Breed-specific legislation discussed in SWFL

Posted at 12:01 AM, Oct 24, 2016
and last updated 2016-10-24 00:01:57-04

Several dog rescue groups came together for a “Stop Animal Abuse” Seminar at Gulf Coast Humane Society.

The group covered dog fighting, bait dogs, neglect, and breed specific legislation.

This weekend marked one year since Waffles, a pit bull, was rescued from his life as a bait dog in Clewiston.

“It was very sad. Horrible puncture wounds up and down his face, his chin, his armpits, his legs. With a temperature of 105, he was really knocking on death's door," Jeannette Jolly of the Pit Bull Crew Rescue said.
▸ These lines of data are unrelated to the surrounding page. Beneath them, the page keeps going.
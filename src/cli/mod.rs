//! Command-line interface for bitbets.

mod commands;
pub mod icons;

pub use commands::{is_verbose, run};
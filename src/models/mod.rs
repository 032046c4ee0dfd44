//! Data models for BitBets.

mod collection;
mod course;
mod guess;

pub use collection::{Collection, JsonMap};
pub use course::{course_name, find_course, Course, COURSES};
pub use guess::{parse_guesses, parse_results, ExamType, Guess, GuessTable, ResultTable};
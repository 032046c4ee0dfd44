//! BitBets: guess-the-class-average game backend.
//!
//! Players register, guess the class average for each course's midsem and
//! compre exams, and are ranked against the actual averages once they are
//! recorded. State lives in three JSON files under a data directory, with
//! timestamped snapshots and CSV reports written alongside.

pub mod cli;
pub mod client;
pub mod config;
pub mod models;
pub mod rate_limit;
pub mod server;
pub mod services;
pub mod storage;
pub mod store;
pub mod utils;
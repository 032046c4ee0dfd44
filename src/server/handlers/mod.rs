//! HTTP request handlers for the API server.

mod admin;
mod api;
mod collections;
mod helpers;

// Re-export handlers for use by the router
pub use admin::{backup, clear_all, export_csv, restart_competition, restore};
pub use api::{api_leaderboard, health, not_found, root, stats, system_info, Stats};
pub use collections::{get_guesses, get_results, get_users, post_guesses, post_results, post_users};
pub use helpers::{ApiError, ApiMessage, ADMIN_TOKEN_HEADER};
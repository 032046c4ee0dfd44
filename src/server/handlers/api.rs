//! Read-only API endpoints: service info, diagnostics, stats and scoring.

use axum::{extract::State, Json};
use chrono::Utc;
use serde::Serialize;
use serde_json::{json, Value};

use super::super::middleware::ClientKey;
use super::super::AppState;
use super::helpers::{rate_limit, ApiError};
use crate::models::{parse_guesses, parse_results, Collection};
use crate::rate_limit::RouteKey;
use crate::services::{leaderboard, CompetitionStats, ExamStanding};
use crate::utils::{disk_usage, resident_memory_bytes, round_gb};

const ENDPOINTS: &[&str] = &[
    "GET/POST /api/users",
    "GET/POST /api/guesses",
    "GET/POST /api/results",
    "GET /health",
    "GET /api/stats",
    "GET /api/leaderboard",
    "GET /api/system-info",
    "POST /api/backup",
    "POST /api/export-csv",
    "POST /api/clear-all",
    "POST /api/restart-competition",
    "POST /api/restore",
];

pub async fn root() -> Json<Value> {
    Json(json!({
        "message": "BitBets API Server is running!",
        "status": "healthy",
        "timestamp": Utc::now().to_rfc3339(),
        "version": env!("CARGO_PKG_VERSION"),
        "endpoints": ENDPOINTS,
    }))
}

fn cache_counts(state: &AppState) -> [(Collection, usize); 3] {
    Collection::ALL.map(|c| (c, state.store.cached_len(c)))
}

/// Health check: file presence, cache sizes and disk space.
pub async fn health(State(state): State<AppState>) -> Json<Value> {
    let data_dir = state.store.data_dir();
    let files_exist: serde_json::Map<_, _> = Collection::ALL
        .iter()
        .map(|c| (c.as_str().to_string(), Value::Bool(state.store.exists(*c))))
        .collect();
    let cache_status: serde_json::Map<_, _> = cache_counts(&state)
        .iter()
        .map(|(c, n)| (format!("{}_cached", c), json!(n)))
        .collect();

    let disk = match disk_usage(data_dir) {
        Ok(usage) => json!({
            "free_gb": round_gb(usage.free_bytes),
            "total_gb": round_gb(usage.total_bytes),
        }),
        Err(err) => {
            tracing::debug!("Disk usage unavailable: {}", err);
            json!({ "error": "Cannot check disk usage" })
        }
    };

    Json(json!({
        "status": "healthy",
        "timestamp": Utc::now().to_rfc3339(),
        "data_directory": data_dir.display().to_string(),
        "files_exist": files_exist,
        "disk_usage": disk,
        "cache_status": cache_status,
        "version": env!("CARGO_PKG_VERSION"),
    }))
}

/// Collection counts plus server uptime.
#[derive(Debug, Serialize)]
pub struct Stats {
    #[serde(flatten)]
    pub counts: CompetitionStats,
    pub server_uptime: u64,
    pub last_updated: String,
}

pub async fn stats(
    State(state): State<AppState>,
    ClientKey(client): ClientKey,
) -> Result<Json<Stats>, ApiError> {
    rate_limit(&state, RouteKey::Stats, &client)?;

    Ok(Json(Stats {
        counts: CompetitionStats::load(&state.store).await,
        server_uptime: state.started_at.elapsed().as_secs(),
        last_updated: Utc::now().to_rfc3339(),
    }))
}

/// Process and cache figures.
pub async fn system_info(
    State(state): State<AppState>,
    ClientKey(client): ClientKey,
) -> Result<Json<Value>, ApiError> {
    rate_limit(&state, RouteKey::SystemInfo, &client)?;

    let cache_size: serde_json::Map<_, _> = cache_counts(&state)
        .iter()
        .map(|(c, n)| (c.as_str().to_string(), json!(n)))
        .collect();
    let memory_mb = resident_memory_bytes()
        .map(|bytes| (bytes as f64 / (1024.0 * 1024.0) * 100.0).round() / 100.0);

    Ok(Json(json!({
        "process": {
            "pid": std::process::id(),
            "uptime_seconds": state.started_at.elapsed().as_secs(),
            "memory_mb": memory_mb,
        },
        "cache_size": cache_size,
        "rate_limiter": {
            "tracked_clients": state.rate_limiter.tracked_clients(),
        },
        "version": env!("CARGO_PKG_VERSION"),
        "platform": std::env::consts::OS,
        "arch": std::env::consts::ARCH,
    })))
}

/// Ranked standings for every course and exam with a recorded average.
pub async fn api_leaderboard(
    State(state): State<AppState>,
    ClientKey(client): ClientKey,
) -> Result<Json<Vec<ExamStanding>>, ApiError> {
    rate_limit(&state, RouteKey::Leaderboard, &client)?;

    let guesses = parse_guesses(&state.store.load(Collection::Guesses).await);
    let results = parse_results(&state.store.load(Collection::Results).await);
    Ok(Json(leaderboard(
        &guesses,
        &results,
        state.settings.winner_threshold,
    )))
}

pub async fn not_found() -> ApiError {
    ApiError::NotFound
}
She rescued Waffles after he was brought to Clewiston Animal Control.

When Jolly heard a Clewiston Commissioner mentioned breed-specific legislation, possibly banning “bully breeds” like Waffles, she and other animal rescuers grew concerned.

“It’s something our organization has been fighting for many, many years,” Dahlia Canes of the Miami Coalition Against Breed Specific Legislation said.
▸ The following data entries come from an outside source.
//! Destructive admin operations. Each one takes a backup first and aborts
//! if the backup cannot be written.

use thiserror::Error;
use tracing::info;

use crate::models::Collection;
use crate::store::{JsonStore, StoreError};

use super::backup::{BackupError, BackupManager, RestoreSet};

#[derive(Debug, Error)]
pub enum CompetitionError {
    #[error("Pre-operation backup failed: {0}")]
    Backup(#[from] BackupError),
    #[error(transparent)]
    Store(#[from] StoreError),
}

/// Empty users, guesses and results.
pub async fn clear_all(store: &JsonStore, backups: &BackupManager) -> Result<(), CompetitionError> {
    backups.create_backup().await?;
    store.clear(&Collection::ALL).await?;
    info!("All data cleared successfully");
    Ok(())
}

/// Empty guesses and results, keeping registered users.
pub async fn restart_competition(
    store: &JsonStore,
    backups: &BackupManager,
) -> Result<(), CompetitionError> {
    backups.create_backup().await?;
    store
        .clear(&[Collection::Guesses, Collection::Results])
        .await?;
    info!("Competition restarted successfully");
    Ok(())
}

/// Replace every collection present in `set` wholesale.
///
/// Returns the collections that were restored.
pub async fn restore(
    store: &JsonStore,
    backups: &BackupManager,
    set: &RestoreSet,
) -> Result<Vec<Collection>, CompetitionError> {
    backups.create_backup().await?;
    let mut restored = Vec::new();
    for (collection, data) in set.entries() {
        store.save(collection, data).await?;
        restored.push(collection);
    }
    info!("Restored {} collection(s) from backup data", restored.len());
    Ok(restored)
}

#[cfg(test)]
mod tests {
    use super::*;
    use crate::models::JsonMap;
    use serde_json::json;
    use std::sync::Arc;
    use tempfile::tempdir;

    fn map(value: serde_json::Value) -> JsonMap {
        value.as_object().cloned().unwrap()
    }

    async fn seeded() -> (tempfile::TempDir, Arc<JsonStore>, BackupManager) {
        let dir = tempdir().unwrap();
        let store = Arc::new(JsonStore::new(dir.path()));
        store.init().await.unwrap();
        store
            .save(Collection::Users, &map(json!({"alice": "a", "bob": "b"})))
            .await
            .unwrap();
        store
            .save(
                Collection::Guesses,
                &map(json!({"alice": {"cs-f111": {"midsem": 70}}})),
            )
            .await
            .unwrap();
        store
            .save(Collection::Results, &map(json!({"cs-f111": {"midsem": 71}})))
            .await
            .unwrap();
        let backups = BackupManager::new(store.clone(), 10);
        (dir, store, backups)
    }

    #[tokio::test]
    async fn test_restart_keeps_users() {
        let (_dir, store, backups) = seeded().await;
        restart_competition(&store, &backups).await.unwrap();

        assert_eq!(
            store.load(Collection::Users).await,
            map(json!({"alice": "a", "bob": "b"}))
        );
        assert!(store.load(Collection::Guesses).await.is_empty());
        assert!(store.load(Collection::Results).await.is_empty());
        assert_eq!(backups.list_backups().await.unwrap().len(), 1);
    }

    #[tokio::test]
    async fn test_clear_all_empties_everything() {
        let (_dir, store, backups) = seeded().await;
        clear_all(&store, &backups).await.unwrap();

        for collection in Collection::ALL {
            assert!(store.load(collection).await.is_empty());
        }

        // The pre-clear snapshot still holds the data.
        let latest = &backups.list_backups().await.unwrap()[0];
        let snapshot = super::super::backup::read_snapshot(&latest.path).await.unwrap();
        assert_eq!(snapshot.users.unwrap().len(), 2);
    }

    #[tokio::test]
    async fn test_restore_replaces_only_given_collections() {
        let (_dir, store, backups) = seeded().await;
        let set = RestoreSet {
            users: Some(map(json!({"carol": "c"}))),
            ..Default::default()
        };

        let restored = restore(&store, &backups, &set).await.unwrap();
        assert_eq!(restored, vec![Collection::Users]);
        assert_eq!(store.load(Collection::Users).await, map(json!({"carol": "c"})));
        assert_eq!(store.cached_len(Collection::Guesses), 1);
    }
}
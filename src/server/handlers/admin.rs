//! Backup, export and destructive maintenance endpoints.

use axum::{
    extract::{rejection::JsonRejection, State},
    http::HeaderMap,
    Json,
};
use serde_json::Value;
use tracing::error;

use super::super::middleware::ClientKey;
use super::super::validation;
use super::super::AppState;
use super::helpers::{object_body, rate_limit, require_admin, ApiError, ApiMessage};
use crate::models::Collection;
use crate::rate_limit::RouteKey;
use crate::services::{competition, CompetitionError, RestoreSet};

fn internal(action: &str, err: CompetitionError) -> ApiError {
    error!("{} failed: {}", action, err);
    ApiError::Internal(format!("{} failed: {}", action, err))
}

/// Start a snapshot in the background.
pub async fn backup(
    State(state): State<AppState>,
    ClientKey(client): ClientKey,
) -> Result<Json<ApiMessage>, ApiError> {
    rate_limit(&state, RouteKey::Backup, &client)?;
    state.spawn_backup();
    Ok(ApiMessage::ok("Backup creation started"))
}

/// Start a CSV export in the background.
pub async fn export_csv(
    State(state): State<AppState>,
    ClientKey(client): ClientKey,
) -> Result<Json<ApiMessage>, ApiError> {
    rate_limit(&state, RouteKey::ExportCsv, &client)?;
    state.spawn_export();
    Ok(ApiMessage::ok("CSV export started"))
}

pub async fn clear_all(
    State(state): State<AppState>,
    ClientKey(client): ClientKey,
    headers: HeaderMap,
) -> Result<Json<ApiMessage>, ApiError> {
    rate_limit(&state, RouteKey::ClearAll, &client)?;
    require_admin(&state, &headers)?;
    competition::clear_all(&state.store, &state.backups)
        .await
        .map_err(|e| internal("Clear all", e))?;
    Ok(ApiMessage::ok("All data cleared"))
}

/// Wipe guesses and results but keep every registered user.
pub async fn restart_competition(
    State(state): State<AppState>,
    ClientKey(client): ClientKey,
    headers: HeaderMap,
) -> Result<Json<ApiMessage>, ApiError> {
    rate_limit(&state, RouteKey::RestartCompetition, &client)?;
    require_admin(&state, &headers)?;
    competition::restart_competition(&state.store, &state.backups)
        .await
        .map_err(|e| internal("Restart", e))?;
    Ok(ApiMessage::ok("Competition restarted"))
}

/// Replace collections wholesale from a snapshot-shaped body.
pub async fn restore(
    State(state): State<AppState>,
    ClientKey(client): ClientKey,
    headers: HeaderMap,
    body: Result<Json<Value>, JsonRejection>,
) -> Result<Json<ApiMessage>, ApiError> {
    rate_limit(&state, RouteKey::Restore, &client)?;
    require_admin(&state, &headers)?;

    let body = object_body(body)?;
    let mut set: RestoreSet = serde_json::from_value(Value::Object(body))
        .map_err(|_| ApiError::BadRequest("Backup collections must be JSON objects".to_string()))?;
    if set.is_empty() {
        return Err(ApiError::BadRequest("No backup data provided".to_string()));
    }
    if let Some(users) = &set.users {
        validation::validate_users(users).map_err(ApiError::BadRequest)?;
    }
    if let Some(guesses) = set.guesses.take() {
        set.guesses = Some(validation::normalize_guesses(guesses).map_err(ApiError::BadRequest)?);
    }
    if let Some(results) = set.actual_results.take() {
        set.actual_results =
            Some(validation::normalize_results(results).map_err(ApiError::BadRequest)?);
    }

    let restored = competition::restore(&state.store, &state.backups, &set)
        .await
        .map_err(|e| internal("Restore", e))?;
    if restored.iter().any(|c| *c != Collection::Users) {
        state.spawn_export();
    }

    let names: Vec<_> = restored.iter().map(Collection::as_str).collect();
    Ok(ApiMessage::ok(format!("Restored {}", names.join(", "))))
}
She spoke at the seminar at Gulf Coast Humane Society.

Miami-Dade County has legislation in place dating back to 1989, banning two pit bull terrier breeds and their mixes.

“It is based on appearance, not temperament. It is discrimination against our best friends at it’s best. If it looks like a pit bull, it is banned,” Canes said.
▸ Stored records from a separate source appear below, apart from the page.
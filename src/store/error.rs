//! Store error types.

use std::path::PathBuf;

use thiserror::Error;

pub type StoreResult<T> = Result<T, StoreError>;

#[derive(Debug, Error)]
pub enum StoreError {
    #[error("I/O error on {}: {source}", path.display())]
    Io {
        path: PathBuf,
        #[source]
        source: std::io::Error,
    },
    #[error("Serialization error: {0}")]
    Serialization(#[from] serde_json::Error),
    #[error("{} does not contain a JSON object", .0.display())]
    NotAnObject(PathBuf),
}

impl StoreError {
    pub(crate) fn io(path: impl Into<PathBuf>, source: std::io::Error) -> Self {
        StoreError::Io {
            path: path.into(),
            source,
        }
    }
}
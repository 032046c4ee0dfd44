//! Aggregate counts over the three collections.

use std::collections::BTreeSet;

use serde::Serialize;

use crate::models::{parse_guesses, parse_results, Collection, GuessTable, JsonMap, ResultTable, COURSES};
use crate::store::JsonStore;

#[derive(Debug, Clone, PartialEq, Eq, Serialize)]
pub struct CompetitionStats {
    pub total_users: usize,
    /// Non-null midsem and compre guesses across all users.
    pub total_predictions: usize,
    /// Recorded (course, exam) averages.
    pub results_set: usize,
    pub unique_courses_predicted: usize,
    pub total_courses_available: usize,
}

impl CompetitionStats {
    pub fn compute(users: &JsonMap, guesses: &GuessTable, results: &ResultTable) -> Self {
        let total_predictions = guesses
            .values()
            .flat_map(|courses| courses.values())
            .map(|g| g.prediction_count())
            .sum();
        let unique_courses: BTreeSet<&str> = guesses
            .values()
            .flat_map(|courses| courses.keys())
            .map(String::as_str)
            .collect();

        Self {
            total_users: users.len(),
            total_predictions,
            results_set: results.values().map(|exams| exams.len()).sum(),
            unique_courses_predicted: unique_courses.len(),
            total_courses_available: COURSES.len(),
        }
    }

    pub async fn load(store: &JsonStore) -> Self {
        let users = store.load(Collection::Users).await;
        let guesses = parse_guesses(&store.load(Collection::Guesses).await);
        let results = parse_results(&store.load(Collection::Results).await);
        Self::compute(&users, &guesses, &results)
    }
}
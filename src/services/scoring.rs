//! Result scoring: absolute-difference ranking of guesses.

use serde::Serialize;

use crate::models::{course_name, ExamType, GuessTable, ResultTable};

/// Default winning margin, in marks.
pub const DEFAULT_WINNER_THRESHOLD: f64 = 1.0;

/// One participant's standing for a single (course, exam).
#[derive(Debug, Clone, PartialEq, Serialize)]
pub struct Participant {
    pub rank: usize,
    pub username: String,
    pub guess: f64,
    pub difference: f64,
    pub is_winner: bool,
}

/// Ranked participants for one (course, exam) that has an actual average.
#[derive(Debug, Clone, PartialEq, Serialize)]
pub struct ExamStanding {
    pub course: String,
    pub course_name: String,
    pub exam_type: ExamType,
    pub actual_average: f64,
    pub participants: Vec<Participant>,
    pub winners: Vec<String>,
    pub total_participants: usize,
}

/// Rank guesses against an actual average, closest first.
///
/// Equal differences are ordered by username. A participant wins when the
/// difference is at most `threshold`.
pub fn rank_guesses<I>(actual: f64, guesses: I, threshold: f64) -> Vec<Participant>
where
    I: IntoIterator<Item = (String, f64)>,
{
    let mut scored: Vec<(String, f64, f64)> = guesses
        .into_iter()
        .map(|(username, guess)| {
            let difference = (actual - guess).abs();
            (username, guess, difference)
        })
        .collect();

    scored.sort_by(|a, b| a.2.total_cmp(&b.2).then_with(|| a.0.cmp(&b.0)));

    scored
        .into_iter()
        .enumerate()
        .map(|(i, (username, guess, difference))| Participant {
            rank: i + 1,
            username,
            guess,
            difference,
            is_winner: difference <= threshold,
        })
        .collect()
}

/// Standings for every (course, exam) with a recorded result.
///
/// Guesses with no value for the exam are skipped. Results that nobody
/// guessed are included with no participants.
pub fn leaderboard(guesses: &GuessTable, results: &ResultTable, threshold: f64) -> Vec<ExamStanding> {
    let mut standings = Vec::new();

    for (course, exams) in results {
        for (exam, actual) in exams {
            let entries = guesses.iter().filter_map(|(username, courses)| {
                courses
                    .get(course)
                    .and_then(|g| g.value(*exam))
                    .map(|value| (username.clone(), value))
            });
            let participants = rank_guesses(*actual, entries, threshold);
            let winners = participants
                .iter()
                .filter(|p| p.is_winner)
                .map(|p| p.username.clone())
                .collect();

            standings.push(ExamStanding {
                course: course.clone(),
                course_name: course_name(course).to_string(),
                exam_type: *exam,
                actual_average: *actual,
                total_participants: participants.len(),
                participants,
                winners,
            });
        }
    }

    standings
}

#[cfg(test)]
mod tests {
    use super::*;
    use crate::models::Guess;
    use std::collections::BTreeMap;

    fn entries(items: &[(&str, f64)]) -> Vec<(String, f64)> {
        items.iter().map(|(u, g)| (u.to_string(), *g)).collect()
    }

    #[test]
    fn test_rank_by_absolute_difference() {
        let ranked = rank_guesses(
            75.0,
            entries(&[("C", 73.0), ("B", 76.5), ("A", 74.0)]),
            DEFAULT_WINNER_THRESHOLD,
        );

        let order: Vec<_> = ranked.iter().map(|p| p.username.as_str()).collect();
        assert_eq!(order, vec!["A", "B", "C"]);
        assert_eq!(ranked[0].difference, 1.0);
        assert_eq!(ranked[1].difference, 1.5);
        assert_eq!(ranked[2].rank, 3);

        // Margin is inclusive: exactly one mark off still wins.
        assert!(ranked[0].is_winner);
        assert!(!ranked[1].is_winner);
        assert!(!ranked[2].is_winner);
    }

    #[test]
    fn test_threshold_is_configurable() {
        let ranked = rank_guesses(75.0, entries(&[("A", 74.0), ("B", 76.5), ("C", 73.0)]), 1.5);
        let winners: Vec<_> = ranked
            .iter()
            .filter(|p| p.is_winner)
            .map(|p| p.username.as_str())
            .collect();
        assert_eq!(winners, vec!["A", "B"]);
    }

    #[test]
    fn test_ties_break_by_username() {
        let ranked = rank_guesses(50.0, entries(&[("zoe", 49.0), ("amy", 51.0)]), 1.0);
        assert_eq!(ranked[0].username, "amy");
        assert_eq!(ranked[1].username, "zoe");
    }

    #[test]
    fn test_leaderboard_joins_course_and_exam() {
        let mut guesses = GuessTable::new();
        let mut alice = BTreeMap::new();
        alice.insert(
            "cs-f111".to_string(),
            Guess {
                midsem: Some(70.0),
                compre: None,
                timestamp: None,
            },
        );
        guesses.insert("alice".to_string(), alice);
        let mut bob = BTreeMap::new();
        bob.insert(
            "cs-f111".to_string(),
            Guess {
                midsem: Some(60.0),
                compre: Some(80.0),
                timestamp: None,
            },
        );
        guesses.insert("bob".to_string(), bob);

        let mut results = ResultTable::new();
        let mut cs = BTreeMap::new();
        cs.insert(ExamType::Midsem, 69.5);
        cs.insert(ExamType::Compre, 81.0);
        results.insert("cs-f111".to_string(), cs);

        let board = leaderboard(&guesses, &results, 1.0);
        assert_eq!(board.len(), 2);

        let midsem = &board[0];
        assert_eq!(midsem.exam_type, ExamType::Midsem);
        assert_eq!(midsem.course_name, "CS F111 - Computer Programming");
        assert_eq!(midsem.total_participants, 2);
        assert_eq!(midsem.winners, vec!["alice".to_string()]);

        let compre = &board[1];
        assert_eq!(compre.exam_type, ExamType::Compre);
        assert_eq!(compre.total_participants, 1);
        assert_eq!(compre.winners, vec!["bob".to_string()]);
    }
}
“It just would be tragic. The shelters would be over-run with dogs. The domino effect is staggering – more abuse, more euthanasias, more dog fighting,” Jolly said.

Canes, who has been championing this cause for the last ten years, said Florida law prohibits any government in Florida from implementing this type of legislation. Miami-Dade County legally has this law in place because it was made before Florida law prohibited it.

“That does make me feel a little better. However, it doesn’t really help me sleep any easier,” Jolly said.

Four in Your Corner reached out to the Clewiston Commission, but has not heard back yet.